In April 2021, several employees who worked with Rudin accused him of intimidation and physical acts of aggression. “Everyone just knows he’s an absolute monster,” one said. Another added: “When you feel his spit on your face as he’s screaming at you, saying, ‘You’re worth nothing,’ it obviously makes an impact, and we’re young.”
Now, Rudin admits, “I was just too rough on people.” The producer once attached to productions of Book of Mormon, To Kill a Mockingbird, and West Side Story isn’t expecting to be welcomed back with open arms. “I’m going to try to come back and make some more good work, and people will feel how they feel,” he said. “And if some people are really angry about it, they’ll have the right to be angry about it.”
He just needs enough support to get the four plays he’s staging off the ground.

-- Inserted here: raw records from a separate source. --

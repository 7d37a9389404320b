pub mod catalog;
pub mod currency;
pub mod record;
pub mod resolver;
pub mod synthesis;

use std::sync::Arc;

use chrono::NaiveDate;
use rand::Rng;
use serde::{Deserialize, Serialize};

use crate::domain::query::Query;

use self::{
    catalog::Catalog,
    currency::UsdConverter,
    record::{build_record, ProductPriceRecord},
    resolver::{FuzzyResolver, PriceResolver, ResolutionResult, ResolverSettings},
    synthesis::{PriceSeries, SeriesSynthesizer, SynthesisSettings},
};

#[derive(Clone, Debug, PartialEq, Serialize, Deserialize)]
pub struct PriceQuote {
    pub resolution: ResolutionResult,
    pub series: PriceSeries,
    pub record: ProductPriceRecord,
}

/// Resolve → synthesize → assemble, with the resolver behind a trait so
/// callers and tests can swap the matching strategy.
pub struct PricingRuntime<P = FuzzyResolver> {
    resolver: P,
    synthesizer: SeriesSynthesizer,
    converter: UsdConverter,
}

impl<P> PricingRuntime<P> {
    pub fn new(resolver: P, synthesizer: SeriesSynthesizer, converter: UsdConverter) -> Self {
        Self { resolver, synthesizer, converter }
    }

    pub fn resolver(&self) -> &P {
        &self.resolver
    }

    pub fn synthesizer(&self) -> &SeriesSynthesizer {
        &self.synthesizer
    }

    pub fn converter(&self) -> &UsdConverter {
        &self.converter
    }
}

impl PricingRuntime<FuzzyResolver> {
    pub fn from_catalog(
        catalog: Arc<Catalog>,
        resolver_settings: ResolverSettings,
        synthesis_settings: SynthesisSettings,
        converter: UsdConverter,
    ) -> Self {
        Self::new(
            FuzzyResolver::with_settings(catalog, resolver_settings),
            SeriesSynthesizer::new(synthesis_settings),
            converter,
        )
    }
}

impl<P: PriceResolver> PricingRuntime<P> {
    pub fn resolve(&self, query: &Query) -> ResolutionResult {
        self.resolver.resolve(query)
    }

    /// Full local pipeline with a locally synthesized series.
    pub fn quote<R: Rng>(&self, query: &Query, anchor: NaiveDate, rng: &mut R) -> PriceQuote {
        let resolution = self.resolver.resolve(query);
        let series = self.synthesizer.synthesize(&resolution.entry, anchor, rng);
        self.assemble(query, resolution, series)
    }

    /// Assembles a quote around an already produced series.
    pub fn assemble(
        &self,
        query: &Query,
        resolution: ResolutionResult,
        series: PriceSeries,
    ) -> PriceQuote {
        let record = build_record(query, &resolution, &series, &self.converter);
        PriceQuote { resolution, series, record }
    }
}
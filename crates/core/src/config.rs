use std::env;
use std::fs;
use std::path::{Path, PathBuf};
use std::str::FromStr;

use rust_decimal::Decimal;
use secrecy::{ExposeSecret, SecretString};
use serde::{Deserialize, Serialize};
use thiserror::Error;

use crate::pricing::currency::{default_usd_rate, UsdConverter};
use crate::pricing::resolver::ResolverSettings;
use crate::pricing::synthesis::SynthesisSettings;

#[derive(Clone, Debug)]
pub struct AppConfig {
    pub catalog: CatalogConfig,
    pub resolver: ResolverSettings,
    pub pricing: PricingConfig,
    pub llm: LlmConfig,
    pub server: ServerConfig,
    pub logging: LoggingConfig,
}

#[derive(Clone, Debug, Default)]
pub struct CatalogConfig {
    /// Replacement catalog document; the embedded catalog is used when unset.
    pub path: Option<PathBuf>,
}

#[derive(Clone, Debug)]
pub struct PricingConfig {
    pub usd_rate: Decimal,
    pub stable_threshold_pct: f64,
    pub mean_reversion: f64,
}

#[derive(Clone, Debug)]
pub struct LlmConfig {
    pub enabled: bool,
    pub api_key: Option<SecretString>,
    pub base_url: String,
    pub model: String,
    pub timeout_secs: u64,
    pub max_retries: u32,
}

#[derive(Clone, Debug)]
pub struct ServerConfig {
    pub bind_address: String,
    pub port: u16,
    pub request_timeout_secs: u64,
    pub graceful_shutdown_secs: u64,
}

#[derive(Clone, Debug)]
pub struct LoggingConfig {
    pub level: String,
    pub format: LogFormat,
}

#[derive(Clone, Copy, Debug, PartialEq, Eq, Serialize, Deserialize)]
#[serde(rename_all = "snake_case")]
pub enum LogFormat {
    Compact,
    Pretty,
    Json,
}

#[derive(Clone, Debug, Default)]
pub struct ConfigOverrides {
    pub catalog_path: Option<PathBuf>,
    pub log_level: Option<String>,
    pub usd_rate: Option<Decimal>,
    pub confidence_floor: Option<u8>,
    pub llm_enabled: Option<bool>,
    pub llm_api_key: Option<String>,
    pub llm_base_url: Option<String>,
    pub llm_model: Option<String>,
    pub server_port: Option<u16>,
}

#[derive(Clone, Debug, Default)]
pub struct LoadOptions {
    pub config_path: Option<PathBuf>,
    pub require_file: bool,
    pub overrides: ConfigOverrides,
}

#[derive(Debug, Error)]
pub enum ConfigError {
    #[error("could not read config file `{path}`: {source}")]
    ReadFile { path: PathBuf, source: std::io::Error },
    #[error("could not parse config file `{path}`: {source}")]
    ParseFile { path: PathBuf, source: toml::de::Error },
    #[error("required config file was not found: `{0}`")]
    MissingConfigFile(PathBuf),
    #[error("environment variable interpolation failed for `{var}`")]
    MissingEnvInterpolation { var: String },
    #[error("unterminated environment interpolation expression")]
    UnterminatedInterpolation,
    #[error("invalid environment override for `{key}`: `{value}`")]
    InvalidEnvOverride { key: String, value: String },
    #[error("configuration validation failed: {0}")]
    Validation(String),
}

impl Default for AppConfig {
    fn default() -> Self {
        let synthesis = SynthesisSettings::default();
        Self {
            catalog: CatalogConfig::default(),
            resolver: ResolverSettings::default(),
            pricing: PricingConfig {
                usd_rate: default_usd_rate(),
                stable_threshold_pct: synthesis.stable_threshold_pct,
                mean_reversion: synthesis.mean_reversion,
            },
            llm: LlmConfig {
                enabled: false,
                api_key: None,
                base_url: "https://ai.gateway.lovable.dev/v1".to_string(),
                model: "google/gemini-2.5-flash".to_string(),
                timeout_secs: 30,
                max_retries: 2,
            },
            server: ServerConfig {
                bind_address: "127.0.0.1".to_string(),
                port: 8080,
                request_timeout_secs: 45,
                graceful_shutdown_secs: 15,
            },
            logging: LoggingConfig { level: "info".to_string(), format: LogFormat::Compact },
        }
    }
}

fn secret_value(value: String) -> SecretString {
    value.into()
}

impl FromStr for LogFormat {
    type Err = ConfigError;

    fn from_str(value: &str) -> Result<Self, Self::Err> {
        match value.trim().to_ascii_lowercase().as_str() {
            "compact" => Ok(Self::Compact),
            "pretty" => Ok(Self::Pretty),
            "json" => Ok(Self::Json),
            other => Err(ConfigError::Validation(format!(
                "unsupported log format `{other}` (expected compact|pretty|json)"
            ))),
        }
    }
}

impl PricingConfig {
    pub fn converter(&self) -> Option<UsdConverter> {
        UsdConverter::new(self.usd_rate)
    }

    pub fn synthesis_settings(&self) -> SynthesisSettings {
        SynthesisSettings {
            stable_threshold_pct: self.stable_threshold_pct,
            mean_reversion: self.mean_reversion,
        }
    }
}

impl LlmConfig {
    /// Enabled and carrying a non-blank key.
    pub fn is_ready(&self) -> bool {
        self.enabled
            && self
                .api_key
                .as_ref()
                .map(|value| !value.expose_secret().trim().is_empty())
                .unwrap_or(false)
    }
}
use pricelens_core::domain::query::Query;
use pricelens_core::pricing::resolver::FuzzyResolver;
use pricelens_core::pricing::resolver::PriceResolver;
use serde_json::json;

use super::{load_catalog, CommandResult, EXIT_INVALID_QUERY};

const COMMAND: &str = "resolve";

pub fn run(text: &str, category: Option<&str>) -> CommandResult {
    let (config, catalog) = match load_catalog(COMMAND) {
        Ok(loaded) => loaded,
        Err(failure) => return failure,
    };

    let query = match Query::new(text, category) {
        Ok(query) => query,
        Err(error) => {
            return CommandResult::failure(
                COMMAND,
                "invalid_query",
                error.to_string(),
                EXIT_INVALID_QUERY,
            )
        }
    };

    let resolution = FuzzyResolver::with_settings(catalog, config.resolver).resolve(&query);
    let band = resolution.entry.band();
    let message = if resolution.is_catalog_hit() {
        format!("matched `{}` with score {}", resolution.matched_key, resolution.score)
    } else {
        format!("no confident match; using `{}` defaults", resolution.entry.key)
    };

    let data = json!({
        "query": query.text(),
        "category": query.category_hint(),
        "matchedKey": resolution.matched_key,
        "entryKey": resolution.entry.key,
        "score": resolution.score,
        "source": resolution.source,
        "referencePrice": resolution.entry.reference_price,
        "variation": resolution.entry.variation,
        "band": band,
    });

    CommandResult::success_with_data(COMMAND, message, Some(data))
}
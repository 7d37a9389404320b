use serde_json::json;

use super::{load_catalog, CommandResult};

const COMMAND: &str = "catalog";

pub fn run() -> CommandResult {
    let (config, catalog) = match load_catalog(COMMAND) {
        Ok(loaded) => loaded,
        Err(failure) => return failure,
    };

    let source = config
        .catalog
        .path
        .as_ref()
        .map(|path| path.display().to_string())
        .unwrap_or_else(|| "embedded".to_string());
    let patterns: Vec<&str> =
        catalog.category_defaults().iter().map(|default| default.pattern.as_str()).collect();

    let data = json!({
        "source": source,
        "entries": catalog.len(),
        "fingerprint": catalog.fingerprint(),
        "categoryPatterns": patterns,
        "genericDefault": catalog.generic_default().key,
    });

    CommandResult::success_with_data(
        COMMAND,
        format!("{} entries loaded from {source}", catalog.len()),
        Some(data),
    )
}
//! Client-facing product price record.
//!
//! Field names follow the JSON contract consumed by the web client, hence the
//! explicit renames for the INR/USD suffixes.

use serde::{Deserialize, Serialize};

use crate::domain::query::Query;
use crate::pricing::currency::UsdConverter;
use crate::pricing::resolver::{MatchSource, ResolutionResult};
use crate::pricing::synthesis::{PricePoint, PriceSeries, Trend};

const DEFAULT_CATEGORY: &str = "general";

#[derive(Clone, Debug, PartialEq, Serialize, Deserialize)]
pub struct RecordPricePoint {
    pub month: String,
    #[serde(rename = "priceINR")]
    pub price_inr: i64,
    #[serde(rename = "priceUSD")]
    pub price_usd: f64,
}

#[derive(Clone, Debug, PartialEq, Serialize, Deserialize)]
#[serde(rename_all = "camelCase")]
pub struct PriceAnalysis {
    pub trend: Trend,
    pub percent_change: f64,
    pub best_time_to_buy: String,
    pub recommendation: String,
}

#[derive(Clone, Debug, PartialEq, Eq, Serialize, Deserialize)]
#[serde(rename_all = "camelCase")]
pub struct ProductSpecifications {
    pub brand: String,
    pub model: String,
    pub description: String,
    pub image_url: String,
}

#[derive(Clone, Debug, PartialEq, Serialize, Deserialize)]
#[serde(rename_all = "camelCase")]
pub struct ProductPriceRecord {
    pub product_name: String,
    pub category: String,
    #[serde(rename = "currentPriceINR")]
    pub current_price_inr: i64,
    #[serde(rename = "currentPriceUSD")]
    pub current_price_usd: f64,
    pub price_history: Vec<RecordPricePoint>,
    pub predicted_prices: Vec<RecordPricePoint>,
    pub price_analysis: PriceAnalysis,
    pub specifications: ProductSpecifications,
}

/// Assembles the outbound record from a resolution and its synthesized series.
pub fn build_record(
    query: &Query,
    resolution: &ResolutionResult,
    series: &PriceSeries,
    converter: &UsdConverter,
) -> ProductPriceRecord {
    let convert = |points: &[PricePoint]| -> Vec<RecordPricePoint> {
        points
            .iter()
            .map(|point| RecordPricePoint {
                month: point.month.clone(),
                price_inr: point.price,
                price_usd: converter.to_usd_f64(point.price),
            })
            .collect()
    };

    let current_price = series.current_price();
    let category = query.category_hint().unwrap_or(DEFAULT_CATEGORY).to_string();

    ProductPriceRecord {
        product_name: query.text().to_string(),
        current_price_inr: current_price,
        current_price_usd: converter.to_usd_f64(current_price),
        price_history: convert(&series.history),
        predicted_prices: convert(&series.forecast),
        price_analysis: analyze(series),
        specifications: ProductSpecifications {
            brand: resolution.entry.brand.clone().unwrap_or_else(|| brand_from_name(query.text())),
            model: query.text().to_string(),
            description: describe(resolution, &category),
            image_url: resolution.entry.image_url.clone(),
        },
        category,
    }
}

pub fn analyze(series: &PriceSeries) -> PriceAnalysis {
    let current = series.current_price();
    let cheapest = series.forecast.iter().min_by_key(|point| point.price);

    let best_time_to_buy = match cheapest {
        Some(point) if point.price < current => point.month.clone(),
        _ => "Now".to_string(),
    };

    let recommendation = match series.trend {
        Trend::Increasing => "Prices are trending up; buying soon is recommended.",
        Trend::Decreasing => "Prices are trending down; waiting may get you a better deal.",
        Trend::Stable => "Prices are stable; buy whenever it suits you.",
    };

    PriceAnalysis {
        trend: series.trend,
        percent_change: series.percent_change,
        best_time_to_buy,
        recommendation: recommendation.to_string(),
    }
}

fn describe(resolution: &ResolutionResult, category: &str) -> String {
    let entry = &resolution.entry;
    let variation_pct = (entry.variation * 100.0).round();

    match resolution.source {
        MatchSource::Catalog => format!(
            "Matched catalog product `{}` (confidence {}): reference price ₹{} with ±{}% expected variation.",
            resolution.matched_key, resolution.score, entry.reference_price, variation_pct
        ),
        MatchSource::CategoryDefault => format!(
            "No confident catalog match; estimated from {} category defaults around ₹{} (±{}%).",
            category, entry.reference_price, variation_pct
        ),
    }
}

fn brand_from_name(name: &str) -> String {
    let Some(first) = name.split_whitespace().next() else {
        return String::new();
    };

    let mut chars = first.chars();
    match chars.next() {
        Some(initial) => initial.to_uppercase().chain(chars).collect(),
        None => String::new(),
    }
}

Rudin claims he has already found investors and theater owners who are open to working with him, as well as writers and actors.
“It wasn’t that I felt passionately like anybody had missed me, or that I had missed it,” he said. “But I felt like I wasn’t done, and that if I still had more work I was able to make, that I should make it — that I had an obligation to something that I really care about, which is the theater.”
Rudin similarly credited that obligation with why he behaved so poorly in the first place. “I knew why I was rough on people. For a long time, it seemed like a price I could live with,” he said. “I wasn’t really thinking about what price other people could live with, because producing at the level of volume that I was requires a level of narcissism. If you don’t inherently believe you’re doing better than other people, why are you doing it? There are better ways to make a living.”
If his Broadway return proves successful, Rudin will consider returning to film, too. He previously produced No Country for Old Men, Lady Bird and The Social Network. “I want to do this first,” he said. “I want to see what it feels like. I want, frankly, to make sure I’m still good at it, and I want to make sure that I’m not going to be killed by a sniper’s bullet on 45th Street.”